O ex-deputado federal Alexandre Ramagem (PL-RJ) foi interrogado por videoconferência pelo Supremo Tribunal Federal (STF) nesta quinta-feira (5) na ação penal que apura crimes de dano qualificado e deterioração de patrimônio tombado durante os atos de 8 de janeiro de 2023.
Radicado nos Estados Unidos desde setembro e considerado foragido, Ramagem falou por cerca de 50 minutos. A oitiva foi conduzida por uma juíza auxiliar do gabinete do ministro Alexandre de Moraes e contou com perguntas da magistrada e de um representante da Procuradoria-Geral da República (PGR). O ex-parlamentar esteve assistido pelo advogado Paulo Cintra.
Em maio de 2025, a Câmara dos Deputados havia suspendido parte do processo relativo aos crimes patrimoniais enquanto Ramagem exercia o mandato. A medida perdeu efeito após a cassação do deputado, declarada pela Mesa Diretora em 18 de dezembro do ano passado, por determinação do STF. Dias depois, Moraes reabriu a ação penal, que segue agora na fase de instrução.
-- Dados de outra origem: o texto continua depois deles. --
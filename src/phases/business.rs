//! Requirement modules: required fields, unique ids and the children graph.
use crate::adapter::{run_phase, PhaseResult, StandardObservation};
use crate::catalog::PhaseRunner;
use crate::command::Log;
use crate::context::RunContext;
use crate::observe::{ObservationKind, RunReport};
use crate::toolbox::Toolbox;
use crate::workspace::Environment;
use anyhow::{anyhow, Context, Result};
use serde::Deserialize;
use serde_json::{json, Value};
use std::collections::{BTreeMap, BTreeSet};
use std::fs;
use std::path::Path;

#[derive(Debug, Deserialize)]
#[serde(untagged)]
enum RawIndex {
    List(Vec<String>),
    Keyed {
        #[serde(default, alias = "imports")]
        modules: Vec<String>,
    },
}

#[derive(Debug, Deserialize, Clone, Default)]
pub struct Requirement {
    #[serde(default)]
    pub id: String,
    #[serde(default)]
    pub title: String,
    #[serde(default)]
    pub criticality: String,
    #[serde(default)]
    pub status: String,
    #[serde(default)]
    pub children: Vec<String>,
    #[serde(default)]
    pub validation: Vec<Value>,
}

#[derive(Debug, Deserialize, Default)]
struct RawModule {
    #[serde(default)]
    requirements: Vec<Requirement>,
}

/// One requirement module loaded from disk.
#[derive(Debug, Clone)]
pub struct RequirementModule {
    pub path: String,
    pub requirements: Vec<Requirement>,
}

/// Module paths listed in `requirements/index.json`, resolved to modules.
pub fn load_modules(index_path: &Path) -> Result<Vec<RequirementModule>> {
    let requirements_dir = index_path.parent().unwrap_or(Path::new("."));
    let bytes = fs::read(index_path).with_context(|| format!("read {}", index_path.display()))?;
    let index: RawIndex =
        serde_json::from_slice(&bytes).with_context(|| format!("parse {}", index_path.display()))?;
    let paths = match index {
        RawIndex::List(paths) => paths,
        RawIndex::Keyed { modules } => modules,
    };
    let mut modules = Vec::with_capacity(paths.len());
    for rel in paths {
        let path = requirements_dir.join(&rel);
        let bytes = fs::read(&path).with_context(|| format!("read requirement module {rel}"))?;
        let raw: RawModule = serde_json::from_slice(&bytes)
            .with_context(|| format!("parse requirement module {rel}"))?;
        modules.push(RequirementModule {
            path: rel,
            requirements: raw.requirements,
        });
    }
    Ok(modules)
}

#[derive(Debug, Clone, PartialEq, Eq)]
pub enum Finding {
    Module { path: String, count: usize },
    MissingField { id: String, module: String, field: &'static str },
    DuplicateId { id: String, first: String, second: String },
    UnknownChild { parent: String, child: String },
    Cycle { path: Vec<String> },
    Unreadable { message: String },
    Clean { total: usize },
}

impl Finding {
    pub fn is_violation(&self) -> bool {
        !matches!(self, Finding::Module { .. } | Finding::Clean { .. })
    }

    fn render(&self) -> String {
        match self {
            Finding::Module { path, count } => format!("{path}: {count} requirement(s)"),
            Finding::MissingField { id, module, field } => {
                let id = if id.is_empty() { "<no id>" } else { id.as_str() };
                format!("{module}: {id} has empty {field}")
            }
            Finding::DuplicateId { id, first, second } => {
                format!("duplicate id {id} in {first} and {second}")
            }
            Finding::UnknownChild { parent, child } => {
                format!("{parent} references unknown child {child}")
            }
            Finding::Cycle { path } => format!("children cycle: {}", path.join(" -> ")),
            Finding::Unreadable { message } => message.clone(),
            Finding::Clean { total } => format!("{total} requirement(s) validated"),
        }
    }
}

/// A finding paired with its rendered text.
#[derive(Debug, Clone)]
pub struct BusinessObservation {
    pub finding: Finding,
    text: String,
}

impl From<Finding> for BusinessObservation {
    fn from(finding: Finding) -> Self {
        let text = finding.render();
        Self { finding, text }
    }
}

impl StandardObservation for BusinessObservation {
    fn kind(&self) -> ObservationKind {
        match self.finding {
            Finding::Module { .. } => ObservationKind::Info,
            Finding::Clean { .. } => ObservationKind::Success,
            _ => ObservationKind::Error,
        }
    }

    fn icon(&self) -> Option<&str> {
        match self.finding {
            Finding::Module { .. } => Some("📋"),
            _ => None,
        }
    }

    fn message(&self) -> &str {
        &self.text
    }
}

/// Validate every module as one id space.
pub fn validate_modules(modules: &[RequirementModule]) -> Vec<Finding> {
    let mut findings = Vec::new();
    let mut owners: BTreeMap<&str, &str> = BTreeMap::new();
    let mut graph: BTreeMap<&str, &[String]> = BTreeMap::new();
    let mut total = 0;

    for module in modules {
        findings.push(Finding::Module {
            path: module.path.clone(),
            count: module.requirements.len(),
        });
        for req in &module.requirements {
            total += 1;
            let fields: [(&'static str, bool); 5] = [
                ("id", req.id.trim().is_empty()),
                ("title", req.title.trim().is_empty()),
                ("criticality", req.criticality.trim().is_empty()),
                ("status", req.status.trim().is_empty()),
                ("validation", req.validation.is_empty()),
            ];
            for (field, empty) in fields {
                if empty {
                    findings.push(Finding::MissingField {
                        id: req.id.clone(),
                        module: module.path.clone(),
                        field,
                    });
                }
            }
            if req.id.trim().is_empty() {
                continue;
            }
            if let Some(first) = owners.insert(req.id.as_str(), module.path.as_str()) {
                findings.push(Finding::DuplicateId {
                    id: req.id.clone(),
                    first: first.to_string(),
                    second: module.path.clone(),
                });
            }
            graph.entry(req.id.as_str()).or_insert(req.children.as_slice());
        }
    }

    for (&parent, children) in &graph {
        for child in children.iter() {
            if !graph.contains_key(child.as_str()) {
                findings.push(Finding::UnknownChild {
                    parent: parent.to_string(),
                    child: child.clone(),
                });
            }
        }
    }

    findings.extend(find_cycles(&graph).into_iter().map(|path| Finding::Cycle { path }));

    if !findings.iter().any(Finding::is_violation) {
        findings.push(Finding::Clean { total });
    }
    findings
}

#[derive(Clone, Copy, PartialEq, Eq)]
enum Mark {
    Visiting,
    Done,
}

/// One representative path per cycle reachable in `graph`.
fn find_cycles(graph: &BTreeMap<&str, &[String]>) -> Vec<Vec<String>> {
    fn visit<'a>(
        node: &'a str,
        graph: &BTreeMap<&'a str, &'a [String]>,
        marks: &mut BTreeMap<&'a str, Mark>,
        stack: &mut Vec<&'a str>,
        cycles: &mut Vec<Vec<String>>,
    ) {
        marks.insert(node, Mark::Visiting);
        stack.push(node);
        let children = graph.get(node).copied().unwrap_or_default();
        for child in children {
            let Some((&child, _)) = graph.get_key_value(child.as_str()) else {
                continue;
            };
            match marks.get(child) {
                Some(Mark::Visiting) => {
                    let start = stack.iter().position(|&n| n == child).unwrap_or(0);
                    let mut path: Vec<String> = stack[start..].iter().map(|n| n.to_string()).collect();
                    path.push(child.to_string());
                    cycles.push(path);
                }
                Some(Mark::Done) => {}
                None => visit(child, graph, marks, stack, cycles),
            }
        }
        stack.pop();
        marks.insert(node, Mark::Done);
    }

    let mut marks = BTreeMap::new();
    let mut cycles = Vec::new();
    for &node in graph.keys() {
        if !marks.contains_key(node) {
            let mut stack = Vec::new();
            visit(node, graph, &mut marks, &mut stack, &mut cycles);
        }
    }
    cycles
}

fn extract(findings: Vec<Finding>) -> PhaseResult<BusinessObservation> {
    let violations: Vec<String> = findings
        .iter()
        .filter(|finding| finding.is_violation())
        .map(Finding::render)
        .collect();
    let modules = findings
        .iter()
        .filter(|finding| matches!(finding, Finding::Module { .. }))
        .count();
    let kinds: BTreeSet<&str> = findings
        .iter()
        .filter_map(|finding| match finding {
            Finding::MissingField { .. } => Some("missing_field"),
            Finding::DuplicateId { .. } => Some("duplicate_id"),
            Finding::UnknownChild { .. } => Some("unknown_child"),
            Finding::Cycle { .. } => Some("cycle"),
            Finding::Unreadable { .. } => Some("unreadable"),
            _ => None,
        })
        .collect();
    let extras = json!({
        "modules": modules,
        "violations": violations.len(),
        "violation_kinds": kinds,
    });
    let observations: Vec<BusinessObservation> = findings.into_iter().map(Into::into).collect();
    if violations.is_empty() {
        return PhaseResult::success(observations).with_extras(extras);
    }
    PhaseResult::failure(
        anyhow!(
            "{} requirement violation(s): {}",
            violations.len(),
            violations.join("; ")
        ),
        "misconfiguration",
        "Fix the listed requirement entries under requirements/ so ids are unique, fields are filled and children resolve without cycles.",
        observations,
    )
    .with_extras(extras)
}

#[derive(Debug, Clone, Copy, Default)]
pub struct BusinessRunner;

impl PhaseRunner for BusinessRunner {
    fn run(&self, ctx: &RunContext, env: &Environment, _tools: &Toolbox, log: &mut Log) -> RunReport {
        run_phase(
            ctx,
            log,
            "business",
            |_log| {
                Ok(match load_modules(&env.paths().requirements_index_path()) {
                    Ok(modules) => validate_modules(&modules),
                    Err(err) => vec![Finding::Unreadable {
                        message: format!("{err:#}"),
                    }],
                })
            },
            extract,
        )
    }
}
fn run_one(
    ctx: &RunContext,
    spec: &Spec,
    env: &Environment,
    tools: &Toolbox,
    plan: &ExecutionPlan,
    paths: &crate::workspace::ScenarioPaths,
) -> ExecutionResult {
    let timeout = plan.phase_timeout.unwrap_or(spec.default_timeout);
    let phase_ctx = ctx.with_timeout(timeout);
    let (mut sink, log_path) = open_phase_log(paths, &spec.name);
    let _ = writeln!(
        sink,
        "== {} ({}) timeout={}s ==",
        spec.name,
        env.scenario_name,
        timeout.as_secs_f64()
    );

    tracing::info!(phase = spec.name.as_str(), timeout_s = timeout.as_secs_f64(), "phase start");
    let start = Instant::now();
    let mut report = spec.runner.run(&phase_ctx, env, tools, &mut *sink);
    let elapsed = start.elapsed();
    // Canceling the derived context releases nothing else; it only marks it done.
    phase_ctx.cancel();

    normalize_report(&mut report);
    let result = ExecutionResult::from_report(&spec.name, report, elapsed, log_path);
    let _ = writeln!(sink, "== {} {} in {:.2}s ==", spec.name, result.status, elapsed.as_secs_f64());
    let _ = sink.flush();
    tracing::info!(
        phase = spec.name.as_str(),
        status = result.status.as_str(),
        elapsed_ms = elapsed.as_millis() as u64,
        "phase finished"
    );
    result
}

/// Keep `err.is_some() == failure_class.is_some()`.
fn normalize_report(report: &mut RunReport) {
    match (&report.err, report.failure_class) {
        (Some(err), None) => report.failure_class = Some(classify_error(err)),
        (None, Some(_)) => report.failure_class = None,
        _ => {}
    }
}

fn open_phase_log(
    paths: &crate::workspace::ScenarioPaths,
    phase: &str,
) -> (Box<Log>, Option<String>) {
    let path = paths.phase_log_path(phase);
    let opened = ensure_dir(&paths.logs_dir()).and_then(|()| {
        File::create(&path).map_err(|err| anyhow!("create {}: {err}", path.display()))
    });
    match opened {
        Ok(file) => (Box::new(file), Some(path.display().to_string())),
        Err(err) => {
            tracing::warn!(phase, error = %format!("{err:#}"), "phase log unavailable; buffering in memory");
            (Box::new(Vec::<u8>::new()), None)
        }
    }
}

fn record(env: &Environment, result: ExecutionResult) -> ExecutionResult {
    if let Err(err) = write_phase_pointer(&env.paths(), &env.scenario_name, &result) {
        tracing::warn!(
            phase = result.name.as_str(),
            error = %format!("{err:#}"),
            "failed to write phase pointer"
        );
    }
    result
}

/// Human-readable rendering of a summary.
pub fn render_summary(summary: &ExecutionSummary) -> String {
    let mut out = String::new();
    out.push_str(&format!("Scenario: {}\n", summary.scenario));
    for result in &summary.results {
        out.push_str(&format!(
            "\n[{}] {} ({:.2}s)\n",
            result.status.as_str().to_ascii_uppercase(),
            result.name,
            result.duration_seconds
        ));
        if let Some(error) = &result.error {
            match result.classification {
                Some(class) => out.push_str(&format!("  [{class}] {error}\n")),
                None => out.push_str(&format!("  {error}\n")),
            }
        }
        if let Some(remediation) = &result.remediation {
            out.push_str(&format!("  → {remediation}\n"));
        }
        for line in &result.observations {
            out.push_str(&format!("  {line}\n"));
        }
        if let Some(log_path) = &result.log_path {
            out.push_str(&format!("  log: {log_path}\n"));
        }
    }
    out.push_str(&format!(
        "\n{} passed, {} failed, {} skipped in {:.2}s\n",
        summary.passed, summary.failed, summary.skipped, summary.duration_seconds
    ));
    out
}

#[cfg(test)]
mod tests {
    use super::*;
    use crate::catalog::PhaseRunner;
    use crate::observe::Observation;
    use std::sync::atomic::{AtomicUsize, Ordering};
    use std::sync::Arc;

    fn runner<F>(f: F) -> Arc<dyn PhaseRunner>
    where
        F: Fn(&RunContext) -> RunReport + Send + Sync + 'static,
    {
        Arc::new(move |ctx: &RunContext, _: &Environment, _: &Toolbox, _: &mut Log| f(ctx))
    }

    fn catalog_with(specs: Vec<Spec>) -> Catalog {
        let mut catalog = Catalog::new(Duration::from_secs(5));
        for spec in specs {
            catalog.register(spec).expect("register");
        }
        catalog
    }

    fn scenario() -> (tempfile::TempDir, Environment) {
        let dir = tempfile::tempdir().expect("tempdir");
        let scenario_dir = dir.path().join("demo");
        std::fs::create_dir_all(&scenario_dir).expect("mkdir");
        let env = Environment::from_scenario_dir(&scenario_dir).expect("env");
        (dir, env)
    }

    fn pass() -> Arc<dyn PhaseRunner> {
        runner(|_| RunReport::passed(vec![Observation::success("ok")]))
    }

    fn fail() -> Arc<dyn PhaseRunner> {
        runner(|_| {
            RunReport::failed(
                anyhow!("broken"),
                FailureClass::Misconfiguration,
                "fix it",
                Vec::new(),
            )
        })
    }

    #[test]
    fn maps_status_and_writes_pointers() {
        let (_dir, env) = scenario();
        let catalog = catalog_with(vec![
            Spec::new("alpha", pass()),
            Spec::new("beta", fail()),
            Spec::new("gamma", runner(|_| RunReport::passed(vec![Observation::skip("nothing")]))),
        ]);
        let summary = execute(
            &RunContext::background(),
            &catalog,
            &env,
            &Toolbox::system(),
            &ExecutionPlan::all(),
        )
        .expect("execute");
        let statuses: Vec<PhaseStatus> = summary.results.iter().map(|r| r.status).collect();
        assert_eq!(
            statuses,
            vec![PhaseStatus::Passed, PhaseStatus::Failed, PhaseStatus::Skipped]
        );
        assert!(!summary.success);
        assert_eq!(summary.exit_code(), 1);
        assert_eq!(summary.results[1].classification, Some(FailureClass::Misconfiguration));
        for phase in ["alpha", "beta", "gamma"] {
            assert!(env.paths().phase_pointer_path(phase).is_file(), "{phase}");
        }
        assert!(env.paths().run_summary_path().is_file());
        assert!(summary.results[0].log_path.is_some());
    }

    #[test]
    fn explicit_order_and_unknown_phases() {
        let (_dir, env) = scenario();
        let catalog = catalog_with(vec![Spec::new("alpha", pass()), Spec::new("beta", pass())]);
        let plan = ExecutionPlan::phases([" BETA ", "nope", "alpha"]);
        let summary = execute(&RunContext::background(), &catalog, &env, &Toolbox::system(), &plan)
            .expect("execute");
        let names: Vec<&str> = summary.results.iter().map(|r| r.name.as_str()).collect();
        assert_eq!(names, vec!["beta", "nope", "alpha"]);
        assert_eq!(summary.results[1].status, PhaseStatus::Skipped);
        assert!(summary.results[1]
            .remediation
            .as_deref()
            .is_some_and(|text| text.contains("Supported phases: alpha, beta")));
        assert!(summary.success);
    }

    #[test]
    fn unknown_phase_with_path_characters_writes_no_pointer() {
        let (dir, env) = scenario();
        let catalog = catalog_with(vec![Spec::new("alpha", pass())]);
        let plan = ExecutionPlan::phases(["../../escape", "alpha"]);
        let summary = execute(&RunContext::background(), &catalog, &env, &Toolbox::system(), &plan)
            .expect("execute");
        assert_eq!(summary.results[0].name, "../../escape");
        assert_eq!(summary.results[0].status, PhaseStatus::Skipped);
        assert!(!env.scenario_dir.join("escape.json").exists());
        assert!(!dir.path().join("escape.json").exists());
        let pointers: Vec<String> = std::fs::read_dir(env.paths().phase_results_dir())
            .expect("phase results")
            .filter_map(|entry| entry.ok())
            .map(|entry| entry.file_name().to_string_lossy().into_owned())
            .collect();
        assert!(pointers.iter().all(|name| name == "alpha.json" || name == "summary.json"), "{pointers:?}");
    }

    #[test]
    fn catalog_rejects_names_that_are_not_file_stems() {
        let mut catalog = Catalog::new(Duration::from_secs(5));
        assert!(catalog.register(Spec::new("../up", pass())).is_err());
        assert!(catalog.register(Spec::new("a b", pass())).is_err());
        assert!(catalog.register(Spec::new("ui-smoke_2", pass())).is_ok());
    }

    #[test]
    fn empty_phase_name_is_rejected() {
        let (_dir, env) = scenario();
        let catalog = catalog_with(vec![Spec::new("alpha", pass())]);
        let plan = ExecutionPlan::phases(["  "]);
        assert!(execute(&RunContext::background(), &catalog, &env, &Toolbox::system(), &plan).is_err());
    }

    #[test]
    fn fail_fast_skips_the_rest() {
        let (_dir, env) = scenario();
        let calls = Arc::new(AtomicUsize::new(0));
        let counter = calls.clone();
        let counting = runner(move |_| {
            counter.fetch_add(1, Ordering::SeqCst);
            RunReport::default()
        });
        let catalog = catalog_with(vec![Spec::new("alpha", fail()), Spec::new("beta", counting)]);
        let plan = ExecutionPlan::all().fail_fast(true);
        let summary = execute(&RunContext::background(), &catalog, &env, &Toolbox::system(), &plan)
            .expect("execute");
        assert_eq!(calls.load(Ordering::SeqCst), 0);
        assert_eq!(summary.results[1].status, PhaseStatus::Skipped);
        assert!(summary.results[1].classification.is_none());
    }

    #[test]
    fn cancellation_skips_remaining_phases_with_class() {
        let (_dir, env) = scenario();
        let root = RunContext::background();
        let cancel_handle = root.clone();
        let cancelling = runner(move |_| {
            cancel_handle.cancel();
            RunReport::default()
        });
        let catalog = catalog_with(vec![Spec::new("alpha", cancelling), Spec::new("beta", pass())]);
        let summary = execute(&root, &catalog, &env, &Toolbox::system(), &ExecutionPlan::all())
            .expect("execute");
        assert_eq!(summary.results[0].status, PhaseStatus::Passed);
        assert_eq!(summary.results[1].status, PhaseStatus::Skipped);
        assert_eq!(summary.results[1].classification, Some(FailureClass::System));

        let expired = RunContext::background().with_timeout(Duration::ZERO);
        let summary = execute(&expired, &catalog, &env, &Toolbox::system(), &ExecutionPlan::all())
            .expect("execute");
        assert!(summary
            .results
            .iter()
            .all(|r| r.classification == Some(FailureClass::Timeout)));
    }

    #[test]
    fn phase_deadline_reaches_runner() {
        let (_dir, env) = scenario();
        let waiting = runner(|ctx| match ctx.sleep(Duration::from_secs(5)) {
            Ok(()) => RunReport::default(),
            Err(err) => RunReport {
                err: Some(err),
                ..RunReport::default()
            },
        });
        let catalog = catalog_with(vec![Spec::new("slow", waiting)]);
        let plan = ExecutionPlan::all().phase_timeout(Some(Duration::from_millis(50)));
        let summary = execute(&RunContext::background(), &catalog, &env, &Toolbox::system(), &plan)
            .expect("execute");
        assert_eq!(summary.results[0].status, PhaseStatus::Failed);
        assert_eq!(summary.results[0].classification, Some(FailureClass::Timeout));
    }

    #[test]
    fn render_lists_class_remediation_and_observations() {
        let summary = ExecutionSummary {
            scenario: "demo".to_string(),
            started_at: "2026-01-01T00:00:00Z".to_string(),
            duration_seconds: 1.0,
            passed: 0,
            failed: 1,
            skipped: 0,
            success: false,
            results: vec![ExecutionResult {
                name: "structure".to_string(),
                status: PhaseStatus::Failed,
                duration_seconds: 0.5,
                log_path: None,
                error: Some("missing README.md".to_string()),
                classification: Some(FailureClass::Misconfiguration),
                remediation: Some("Add README.md".to_string()),
                observations: vec!["❌ README.md missing".to_string()],
                summary: None,
            }],
        };
        let text = render_summary(&summary);
        let error_at = text.find("[misconfiguration] missing README.md").expect("error line");
        let remediation_at = text.find("Add README.md\n").expect("remediation");
        let observation_at = text.find("❌ README.md missing").expect("observation");
        assert!(error_at < remediation_at && remediation_at < observation_at);
    }
}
Ex-diretor da Agência Brasileira de Inteligência (Abin), Ramagem já foi condenado a 16 anos de prisão pelos delitos de abolição violenta do Estado Democrático de Direito, golpe de Estado e organização criminosa. Ele deixou o país em setembro de 2025, antes da conclusão desse julgamento, e foi declarado foragido em 25 de novembro do mesmo ano, quando o ministro Moraes determinou o início do cumprimento das penas impostas ao chamado núcleo 1 do processo.
O governo brasileiro solicitou a extradição de Ramagem. O pedido foi encaminhado pela Embaixada do Brasil em Washington ao Departamento de Estado dos Estados Unidos em 30 de dezembro de 2025, durante a administração do presidente Donald Trump.
A ação penal por danos continua tramitando no STF.